**Try it:**
Please retype the listing below exactly, from its opening line through the line where "exited. Never a transition trigger." appears.

──────── Data to examine

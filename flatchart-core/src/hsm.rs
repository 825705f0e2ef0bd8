//! In-memory hierarchical-state-machine graph consumed by the emitter.
//!
//! The graph is arena-backed: vertices and behaviors live in flat
//! vectors and refer to each other by index. The containment structure
//! is a tree by construction (a vertex's parent is fixed at creation),
//! so no cycle handling is needed anywhere downstream.
//!
//! [`HsmBuilder`] is the construction surface a graph provider targets.
//! It wires parent/child indices and depths as vertices are added and
//! defers cross-vertex validation (sibling-name uniqueness, initial
//! targets) to [`HsmBuilder::finish`].

use std::collections::HashSet;

/// Reserved lifecycle trigger: the behavior runs when its state is
/// entered. Never a transition trigger.
pub const ENTER: &str = "enter";

/// Reserved lifecycle trigger: the behavior runs when its state is
/// exited. Never a transition trigger.
pub const EXIT: &str = "exit";

/// The UML completion event. Auto-dispatched by the generated code
/// after every settled transition when any behavior references it.
pub const DO: &str = "DO";

/// Index of a vertex in the machine's vertex arena.
#[derive(Debug, Clone, Copy, PartialEq, Eq, Hash, PartialOrd, Ord)]
pub struct VertexId(pub(crate) usize);

/// Index of a behavior in the machine's behavior arena.
#[derive(Debug, Clone, Copy, PartialEq, Eq, Hash, PartialOrd, Ord)]
pub struct BehaviorId(pub(crate) usize);

/// A guard/action/transition attached to a vertex.
///
/// A behavior with a `target` is a transition; without one it is a
/// lifecycle or internal behavior. Guard and action text are opaque
/// source fragments owned by the diagram; the emitter never interprets
/// them.
#[derive(Debug, Clone, PartialEq, Eq)]
pub struct Behavior {
    pub triggers: Vec<String>,
    pub guard: Option<String>,
    pub action: Option<String>,
    pub target: Option<VertexId>,
}

impl Behavior {
    #[must_use]
    pub fn is_transition(&self) -> bool {
        self.target.is_some()
    }

    /// True when the behavior carries non-blank guard text.
    #[must_use]
    pub fn has_guard(&self) -> bool {
        self.guard.as_deref().is_some_and(|g| !g.trim().is_empty())
    }

    /// True when the behavior carries non-blank action text.
    #[must_use]
    pub fn has_action(&self) -> bool {
        self.action.as_deref().is_some_and(|a| !a.trim().is_empty())
    }
}

#[derive(Debug, Clone, Copy, PartialEq, Eq)]
pub enum HistoryKind {
    Shallow,
    Deep,
}

/// The root region. Exactly one per machine, always arena slot 0.
#[derive(Debug)]
pub struct RootState {
    pub children: Vec<VertexId>,
    /// Only lifecycle behaviors are meaningful here; the root is never
    /// entered or exited after `start`.
    pub behaviors: Vec<BehaviorId>,
}

/// An ordinary named state.
#[derive(Debug)]
pub struct NamedVertex {
    pub name: String,
    pub parent: VertexId,
    /// Root is 0, its children are 1, and so on.
    pub depth: u16,
    pub children: Vec<VertexId>,
    pub behaviors: Vec<BehaviorId>,
    /// Declared by the graph provider for parallel regions. The table
    /// algorithm rejects machines containing one.
    pub orthogonal: bool,
}

/// The initial pseudostate of a region. Carries at most one behavior,
/// whose target must be a sibling named state.
#[derive(Debug)]
pub struct InitialPseudostate {
    pub parent: VertexId,
    pub behavior: Option<BehaviorId>,
}

/// A history pseudostate. Costs one runtime slot on the generated
/// machine, updated whenever a direct child of `parent` is exited.
#[derive(Debug)]
pub struct HistoryPseudostate {
    pub parent: VertexId,
    pub kind: HistoryKind,
}

/// Vertex variants, matched exhaustively everywhere.
#[derive(Debug)]
pub enum Vertex {
    Root(RootState),
    State(NamedVertex),
    Initial(InitialPseudostate),
    History(HistoryPseudostate),
}

/// A fully-built, validated hierarchical state machine.
#[derive(Debug)]
pub struct Hsm {
    name: String,
    events: Vec<String>,
    variables: Option<String>,
    vertices: Vec<Vertex>,
    behaviors: Vec<Behavior>,
}

impl Hsm {
    pub const ROOT: VertexId = VertexId(0);

    #[must_use]
    pub fn name(&self) -> &str {
        &self.name
    }

    /// Declared event names, declaration order preserved.
    #[must_use]
    pub fn events(&self) -> &[String] {
        &self.events
    }

    /// Variable-declaration text attached to the diagram, if any.
    #[must_use]
    pub fn variables(&self) -> Option<&str> {
        self.variables.as_deref()
    }

    #[must_use]
    pub fn vertex(&self, id: VertexId) -> &Vertex {
        &self.vertices[id.0]
    }

    #[must_use]
    pub fn behavior(&self, id: BehaviorId) -> &Behavior {
        &self.behaviors[id.0]
    }

    #[must_use]
    pub fn vertex_count(&self) -> usize {
        self.vertices.len()
    }

    #[must_use]
    pub fn behavior_count(&self) -> usize {
        self.behaviors.len()
    }

    pub fn vertex_ids(&self) -> impl Iterator<Item = VertexId> {
        (0..self.vertices.len()).map(VertexId)
    }

    /// The named state behind `id`. Panics on pseudostates; callers
    /// hold ids they obtained from named-state traversal.
    #[must_use]
    pub fn state(&self, id: VertexId) -> &NamedVertex {
        match self.vertex(id) {
            Vertex::State(s) => s,
            other => panic!("vertex {id:?} is not a named state: {other:?}"),
        }
    }

    /// Direct children of a root or named-state vertex, in declared
    /// order. Pseudostates have no children.
    #[must_use]
    pub fn children_of(&self, id: VertexId) -> &[VertexId] {
        match self.vertex(id) {
            Vertex::Root(r) => &r.children,
            Vertex::State(s) => &s.children,
            Vertex::Initial(_) | Vertex::History(_) => &[],
        }
    }

    /// Behaviors of a root or named-state vertex, in declared order.
    #[must_use]
    pub fn behaviors_of(&self, id: VertexId) -> &[BehaviorId] {
        match self.vertex(id) {
            Vertex::Root(r) => &r.behaviors,
            Vertex::State(s) => &s.behaviors,
            Vertex::Initial(_) | Vertex::History(_) => &[],
        }
    }

    /// Original diagram name for diagnostics; `<root>` for the root.
    #[must_use]
    pub fn vertex_name(&self, id: VertexId) -> &str {
        match self.vertex(id) {
            Vertex::State(s) => &s.name,
            _ => "<root>",
        }
    }

    /// The initial pseudostate of the given region, if declared.
    #[must_use]
    pub fn initial_of(&self, parent: VertexId) -> Option<&InitialPseudostate> {
        self.children_of(parent)
            .iter()
            .find_map(|&c| match self.vertex(c) {
                Vertex::Initial(i) => Some(i),
                _ => None,
            })
    }

    /// True when any behavior names the completion event as a trigger.
    #[must_use]
    pub fn uses_do(&self) -> bool {
        self.behaviors
            .iter()
            .any(|b| b.triggers.iter().any(|t| t == DO))
    }
}

/// Construction error reported by [`HsmBuilder::finish`].
#[derive(Debug, Clone, PartialEq, Eq)]
pub enum BuildError {
    /// Two siblings share a name.
    DuplicateSiblingName { parent: String, name: String },
    /// An initial pseudostate's target is not a sibling named state.
    InitialTargetNotSibling { parent: String },
    /// A region declares more than one initial pseudostate.
    MultipleInitialStates { parent: String },
    /// A declared event name is empty.
    EmptyEventName,
}

impl core::fmt::Display for BuildError {
    fn fmt(&self, f: &mut core::fmt::Formatter<'_>) -> core::fmt::Result {
        match self {
            BuildError::DuplicateSiblingName { parent, name } => {
                write!(f, "duplicate state name '{name}' under '{parent}'")
            }
            BuildError::InitialTargetNotSibling { parent } => {
                write!(
                    f,
                    "initial state of '{parent}' must target a direct child state"
                )
            }
            BuildError::MultipleInitialStates { parent } => {
                write!(f, "'{parent}' declares more than one initial state")
            }
            BuildError::EmptyEventName => write!(f, "event names must be non-empty"),
        }
    }
}

impl std::error::Error for BuildError {}

/// Incremental graph builder.
///
/// Vertices are appended depth-first by the caller; ids hand out in
/// insertion order, which is also the id-assignment order the emitter
/// uses downstream.
#[derive(Debug)]
pub struct HsmBuilder {
    name: String,
    events: Vec<String>,
    variables: Option<String>,
    vertices: Vec<Vertex>,
    behaviors: Vec<Behavior>,
}

impl HsmBuilder {
    #[must_use]
    pub fn new(name: &str) -> Self {
        HsmBuilder {
            name: name.to_string(),
            events: Vec::new(),
            variables: None,
            vertices: vec![Vertex::Root(RootState {
                children: Vec::new(),
                behaviors: Vec::new(),
            })],
            behaviors: Vec::new(),
        }
    }

    /// Declare an event. Re-declaring an event is harmless; the first
    /// declaration fixes its position.
    pub fn event(&mut self, name: &str) -> &mut Self {
        if !self.events.iter().any(|e| e == name) {
            self.events.push(name.to_string());
        }
        self
    }

    /// Attach variable-declaration text, one C declaration per line.
    pub fn variables(&mut self, decls: &str) -> &mut Self {
        self.variables = Some(decls.to_string());
        self
    }

    /// Add a named state under `parent` (the root or another state).
    pub fn state(&mut self, parent: VertexId, name: &str) -> VertexId {
        let depth = match &self.vertices[parent.0] {
            Vertex::Root(_) => 1,
            Vertex::State(s) => s.depth + 1,
            other => panic!("cannot nest a state under a pseudostate: {other:?}"),
        };
        let id = VertexId(self.vertices.len());
        self.vertices.push(Vertex::State(NamedVertex {
            name: name.to_string(),
            parent,
            depth,
            children: Vec::new(),
            behaviors: Vec::new(),
            orthogonal: false,
        }));
        self.push_child(parent, id);
        id
    }

    /// Mark a state as an orthogonal (parallel) region.
    pub fn orthogonal(&mut self, state: VertexId) -> &mut Self {
        match &mut self.vertices[state.0] {
            Vertex::State(s) => s.orthogonal = true,
            other => panic!("cannot mark a pseudostate orthogonal: {other:?}"),
        }
        self
    }

    /// Add an initial pseudostate under `parent` targeting `target`,
    /// with an optional transition action.
    pub fn initial(
        &mut self,
        parent: VertexId,
        target: VertexId,
        action: Option<&str>,
    ) -> VertexId {
        let behavior = BehaviorId(self.behaviors.len());
        self.behaviors.push(Behavior {
            triggers: Vec::new(),
            guard: None,
            action: action.map(str::to_string),
            target: Some(target),
        });
        let id = VertexId(self.vertices.len());
        self.vertices.push(Vertex::Initial(InitialPseudostate {
            parent,
            behavior: Some(behavior),
        }));
        self.push_child(parent, id);
        id
    }

    /// Add a history pseudostate under `parent`.
    pub fn history(&mut self, parent: VertexId, kind: HistoryKind) -> VertexId {
        let id = VertexId(self.vertices.len());
        self.vertices
            .push(Vertex::History(HistoryPseudostate { parent, kind }));
        self.push_child(parent, id);
        id
    }

    /// Add a transition behavior on `state`.
    pub fn transition(
        &mut self,
        state: VertexId,
        triggers: &[&str],
        guard: Option<&str>,
        action: Option<&str>,
        target: VertexId,
    ) -> BehaviorId {
        self.behavior_on(
            state,
            triggers,
            guard.map(str::to_string),
            action.map(str::to_string),
            Some(target),
        )
    }

    /// Add an enter lifecycle behavior on `state` (or the root).
    pub fn on_enter(&mut self, state: VertexId, action: &str) -> BehaviorId {
        self.behavior_on(state, &[ENTER], None, Some(action.to_string()), None)
    }

    /// Add an exit lifecycle behavior on `state`.
    pub fn on_exit(&mut self, state: VertexId, action: &str) -> BehaviorId {
        self.behavior_on(state, &[EXIT], None, Some(action.to_string()), None)
    }

    fn behavior_on(
        &mut self,
        vertex: VertexId,
        triggers: &[&str],
        guard: Option<String>,
        action: Option<String>,
        target: Option<VertexId>,
    ) -> BehaviorId {
        let id = BehaviorId(self.behaviors.len());
        self.behaviors.push(Behavior {
            triggers: triggers.iter().map(|t| (*t).to_string()).collect(),
            guard,
            action,
            target,
        });
        match &mut self.vertices[vertex.0] {
            Vertex::Root(r) => r.behaviors.push(id),
            Vertex::State(s) => s.behaviors.push(id),
            other => panic!("cannot attach a behavior to {other:?}"),
        }
        id
    }

    fn push_child(&mut self, parent: VertexId, child: VertexId) {
        match &mut self.vertices[parent.0] {
            Vertex::Root(r) => r.children.push(child),
            Vertex::State(s) => s.children.push(child),
            other => panic!("cannot attach a child to {other:?}"),
        }
    }

    /// Validate the graph and freeze it into an [`Hsm`].
    pub fn finish(self) -> Result<Hsm, BuildError> {
        for e in &self.events {
            if e.trim().is_empty() {
                return Err(BuildError::EmptyEventName);
            }
        }
        for vertex in &self.vertices {
            let (children, parent_name) = match vertex {
                Vertex::Root(r) => (&r.children, "<root>".to_string()),
                Vertex::State(s) => (&s.children, s.name.clone()),
                _ => continue,
            };
            let mut names = HashSet::new();
            let mut initial_seen = false;
            for &child in children {
                match &self.vertices[child.0] {
                    Vertex::State(s) => {
                        if !names.insert(s.name.clone()) {
                            return Err(BuildError::DuplicateSiblingName {
                                parent: parent_name.clone(),
                                name: s.name.clone(),
                            });
                        }
                    }
                    Vertex::Initial(init) => {
                        if initial_seen {
                            return Err(BuildError::MultipleInitialStates {
                                parent: parent_name.clone(),
                            });
                        }
                        initial_seen = true;
                        let target = init
                            .behavior
                            .and_then(|b| self.behaviors[b.0].target);
                        let sibling = target.is_some_and(|t| {
                            children.contains(&t)
                                && matches!(self.vertices[t.0], Vertex::State(_))
                        });
                        if !sibling {
                            return Err(BuildError::InitialTargetNotSibling {
                                parent: parent_name.clone(),
                            });
                        }
                    }
                    _ => {}
                }
            }
        }
        Ok(Hsm {
            name: self.name,
            events: self.events,
            variables: self.variables,
            vertices: self.vertices,
            behaviors: self.behaviors,
        })
    }
}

────────────────

**Response to the exercise:**
filename flatchart-core/src/hsm.rs
repository 825705f0e2ef0bd8
//! In-memory hierarchical-state-machine graph consumed by the emitter.
//!
//! The graph is arena-backed: vertices and behaviors live in flat
//! vectors and refer to each other by index. The containment structure
//! is a tree by construction (a vertex's parent is fixed at creation),
//! so no cycle handling is needed anywhere downstream.
//!
//! [`HsmBuilder`] is the construction surface a graph provider targets.
//! It wires parent/child indices and depths as vertices are added and
//! defers cross-vertex validation (sibling-name uniqueness, initial
//! targets) to [`HsmBuilder::finish`].

use std::collections::HashSet;

/// Reserved lifecycle trigger: the behavior runs when its state is
/// entered. Never a transition trigger.
pub const ENTER: &str = "enter";

/// Reserved lifecycle trigger: the behavior runs when its state is
/// exited. Never a transition trigger.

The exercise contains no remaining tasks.